### WHAT YOU SHOULD DO
Pick each line containing the word "scanner" out of the data below.

Collected data
··········

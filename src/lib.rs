//! PTaaS - application library
//!
//! Wires the core and orchestrator crates into the API server and the
//! standalone worker binaries.

mod app;
mod shutdown;

pub use app::{AppError, AppHandle, Backend, artifact_store, create_app, spawn_workers};
pub use ptaas_core::{Config, init_tracing};
pub use ptaas_orchestrator::presentation::controllers::OrchestratorState;
pub use shutdown::wait_for_signal;

// Re-export for convenience
pub use ptaas_core;
pub use ptaas_orchestrator;
//! Durable scan job queue
//!
//! The API pushes [`ScanRequest`]s; workers pop them. The Redis backend is a
//! list shared by any number of worker processes, the in-memory backend serves
//! single-process development setups.

use std::collections::VecDeque;
use std::time::Duration;

use async_trait::async_trait;
use tokio::sync::{Mutex, Notify};
use tracing::error;

use ptaas_core::infrastructure::RedisBroker;

use crate::domain::entities::ScanRequest;

/// Errors that can occur when talking to the queue.
#[derive(thiserror::Error, Debug)]
pub enum JobQueueError {
    #[error("Failed to enqueue job: {0}")]
    EnqueueFailed(String),
    #[error("Failed to dequeue job: {0}")]
    DequeueFailed(String),
}

#[async_trait]
pub trait JobQueue: Send + Sync {
    async fn enqueue(&self, request: &ScanRequest) -> Result<(), JobQueueError>;

    /// Wait up to `timeout` for the next job.
    async fn dequeue(&self, timeout: Duration) -> Result<Option<ScanRequest>, JobQueueError>;

    /// Jobs waiting to be picked up
    async fn depth(&self) -> Result<u64, JobQueueError>;
}

/// Queue backed by a broker list (`LPUSH` / `BRPOP`, FIFO).
#[derive(Clone)]
pub struct RedisJobQueue {
    broker: RedisBroker,
    key: String,
}

impl RedisJobQueue {
    pub fn new(broker: RedisBroker, key: impl Into<String>) -> Self {
        Self {
            broker,
            key: key.into(),
        }
    }
}

#[async_trait]
impl JobQueue for RedisJobQueue {
    async fn enqueue(&self, request: &ScanRequest) -> Result<(), JobQueueError> {
        self.broker.lpush(&self.key, request).await.map_err(|e| {
            error!("Failed to enqueue job: {}", e);
            JobQueueError::EnqueueFailed(e.to_string())
        })
    }

    async fn dequeue(&self, timeout: Duration) -> Result<Option<ScanRequest>, JobQueueError> {
        self.broker
            .brpop::<ScanRequest>(&self.key, timeout)
            .await
            .map_err(|e| JobQueueError::DequeueFailed(e.to_string()))
    }

    async fn depth(&self) -> Result<u64, JobQueueError> {
        self.broker
            .llen(&self.key)
            .await
            .map_err(|e| JobQueueError::DequeueFailed(e.to_string()))
    }
}

/// In-process FIFO queue.
#[derive(Default)]
pub struct InMemoryJobQueue {
    jobs: Mutex<VecDeque<ScanRequest>>,
    available: Notify,
}

impl InMemoryJobQueue {
    pub fn new() -> Self {
        Self::default()
    }

    pub async fn len(&self) -> usize {
        self.jobs.lock().await.len()
    }

    pub async fn is_empty(&self) -> bool {
        self.jobs.lock().await.is_empty()
    }
}

#[async_trait]
impl JobQueue for InMemoryJobQueue {
    async fn enqueue(&self, request: &ScanRequest) -> Result<(), JobQueueError> {
        self.jobs.lock().await.push_back(request.clone());
        self.available.notify_one();
        Ok(())
    }

    async fn dequeue(&self, timeout: Duration) -> Result<Option<ScanRequest>, JobQueueError> {
        let deadline = tokio::time::Instant::now() + timeout;
        loop {
            let notified = self.available.notified();
            if let Some(request) = self.jobs.lock().await.pop_front() {
                return Ok(Some(request));
            }
            if tokio::time::timeout_at(deadline, notified).await.is_err() {
                return Ok(None);
            }
        }
    }

    async fn depth(&self) -> Result<u64, JobQueueError> {
        Ok(self.len().await as u64)
    }
}
//! Orchestrator infrastructure layer

pub mod defectdojo;
pub mod docker;
pub mod job_queue;
pub mod job_store;
pub mod s3;
pub mod toolkit;
pub mod worker_pool;
pub mod zap;

pub use defectdojo::{DefectDojoClient, DefectDojoError};
pub use docker::DockerCliRuntime;
pub use job_queue::*;
pub use job_store::*;
pub use s3::*;
pub use toolkit::DefaultToolkitFactory;
pub use worker_pool::*;
pub use zap::ZapClient;
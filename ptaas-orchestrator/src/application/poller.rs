//! Bounded polling of long-running scanner sub-phases
//!
//! Each sub-phase (crawl, active probe) is driven as a small state machine:
//! poll the scanner, publish progress mapped into the phase's band, then wait
//! one tick. A phase that has not reached 100% after `max_polls` polls fails
//! with [`ScanError::Timeout`].

use std::future::Future;
use std::time::Duration;

use tracing::debug;

use super::workflow::JobContext;
use crate::domain::errors::ScanError;

/// Slice of the overall 0–100 progress scale owned by a sub-phase
#[derive(Debug, Clone, Copy, PartialEq, Eq)]
pub struct ProgressBand {
    pub start: u8,
    pub span: u8,
}

impl ProgressBand {
    pub const fn new(start: u8, span: u8) -> Self {
        Self { start, span }
    }

    /// Map a phase-local percentage into overall progress.
    pub fn map(&self, percent: u8) -> u8 {
        let percent = u16::from(percent.min(100));
        let mapped = u16::from(self.start) + percent * u16::from(self.span) / 100;
        mapped.min(100) as u8
    }
}

/// Configuration of one polled sub-phase
#[derive(Debug, Clone)]
pub struct PollPhase {
    /// Status prefix, e.g. `Crawl`
    pub label: &'static str,
    pub band: ProgressBand,
    pub interval: Duration,
    pub max_polls: u32,
}

#[derive(Debug, Clone, Copy, PartialEq, Eq)]
enum PollState {
    Polling { attempt: u32 },
    Waiting { attempt: u32 },
    Complete { polls: u32 },
}

/// Drive `poll` until it reports 100%.
///
/// Returns the number of polls performed.
pub async fn poll_until_complete<F, Fut>(
    ctx: &JobContext,
    phase: &PollPhase,
    mut poll: F,
) -> Result<u32, ScanError>
where
    F: FnMut() -> Fut,
    Fut: Future<Output = Result<u8, ScanError>>,
{
    let mut state = PollState::Polling { attempt: 1 };

    loop {
        state = match state {
            PollState::Polling { attempt } => {
                let percent = ctx.interruptible(poll()).await?.min(100);
                ctx.checkpoint(
                    phase.band.map(percent),
                    &format!("{}: {}%", phase.label, percent),
                )
                .await?;

                debug!(job_id = %ctx.job_id, phase = phase.label, attempt, percent, "Polled scanner");

                if percent >= 100 {
                    PollState::Complete { polls: attempt }
                } else if attempt >= phase.max_polls {
                    return Err(ScanError::Timeout {
                        phase: phase.label.to_string(),
                        polls: attempt,
                    });
                } else {
                    PollState::Waiting { attempt }
                }
            }
            PollState::Waiting { attempt } => {
                ctx.sleep(phase.interval).await?;
                PollState::Polling {
                    attempt: attempt + 1,
                }
            }
            PollState::Complete { polls } => return Ok(polls),
        };
    }
}
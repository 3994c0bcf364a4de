//! Injection scan: sqlmap text output, classified and imported as
//! `Generic Findings Import`

use std::sync::Arc;

use async_trait::async_trait;
use chrono::Utc;
use tracing::{info, warn};

use super::{ScanJobDefinition, exec_tool};
use crate::application::publisher::ResultPublisher;
use crate::application::workflow::JobContext;
use crate::domain::entities::{Finding, ImportRequest, ScanRequest, ScanResult};
use crate::domain::errors::ScanError;
use crate::domain::services::{ContainerRuntime, FindingClassifier};
use crate::domain::value_objects::ScanType;

const OUTPUT_DIR: &str = "--output-dir=/tmp/sqlmap";

pub struct InjectionScanJob {
    runtime: Arc<dyn ContainerRuntime>,
    publisher: Arc<ResultPublisher>,
    classifier: Arc<dyn FindingClassifier>,
    container: String,
}

impl InjectionScanJob {
    pub fn new(
        runtime: Arc<dyn ContainerRuntime>,
        publisher: Arc<ResultPublisher>,
        classifier: Arc<dyn FindingClassifier>,
        container: String,
    ) -> Self {
        Self {
            runtime,
            publisher,
            classifier,
            container,
        }
    }

    fn command(request: &ScanRequest) -> Vec<String> {
        let mut command = vec![
            "sqlmap".to_string(),
            "-u".to_string(),
            request.target.clone(),
        ];
        command.extend(request.option_args());
        command.push(OUTPUT_DIR.to_string());
        command
    }

    fn findings_report(findings: &[Finding]) -> Result<Vec<u8>, ScanError> {
        serde_json::to_vec(&serde_json::json!({ "findings": findings }))
            .map_err(|e| ScanError::Storage(format!("Failed to encode findings report: {}", e)))
    }
}

#[async_trait]
impl ScanJobDefinition for InjectionScanJob {
    fn scan_type(&self) -> ScanType {
        ScanType::InjectionScan
    }

    async fn run(&self, ctx: &JobContext, request: &ScanRequest) -> Result<ScanResult, ScanError> {
        ctx.checkpoint(0, "Initializing injection scan").await?;

        ctx.checkpoint(20, &format!("Scanning {}", request.target))
            .await?;
        // sqlmap exits non-zero for unreachable or non-injectable targets;
        // the output is still the evidence we keep.
        let output = exec_tool(
            ctx,
            self.runtime.as_ref(),
            "sqlmap",
            &self.container,
            Self::command(request),
            false,
        )
        .await?;
        if !output.success() {
            warn!(job_id = %ctx.job_id, exit_code = ?output.exit_code, "sqlmap exited with non-zero status");
        }
        let raw = output.combined();

        ctx.checkpoint(60, "Uploading to storage").await?;
        let artifact = self
            .publisher
            .persist(ScanType::InjectionScan, &request.target, raw.clone())
            .await?;

        ctx.checkpoint(70, "Classifying findings").await?;
        let findings = self
            .classifier
            .classify(&String::from_utf8_lossy(&raw), Utc::now().date_naive());

        ctx.checkpoint(80, "Importing to vulnerability management")
            .await?;
        let report = Self::findings_report(&findings)?;
        let report_name = artifact
            .filename
            .trim_end_matches(".txt")
            .to_string()
            + "_findings.json";
        let import = self
            .publisher
            .import(ImportRequest {
                scan_type: "Generic Findings Import".to_string(),
                engagement_name: format!("SQLMap Scan - {}", request.target),
                filename: report_name,
                content_type: "application/json".to_string(),
                content: report,
            })
            .await;

        ctx.checkpoint(100, "Completed").await?;
        info!(
            job_id = %ctx.job_id,
            target = %request.target,
            findings = findings.len(),
            "Injection scan finished"
        );

        Ok(ScanResult::new(request, artifact, import).with_findings(findings))
    }
}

··········

### SOLUTION TO THIS TASK
//! Bounded polling of long-running scanner sub-phases
//! poll the scanner, publish progress mapped into the phase's band, then wait
                debug!(job_id = %ctx.job_id, phase = phase.label, attempt, percent, "Polled scanner");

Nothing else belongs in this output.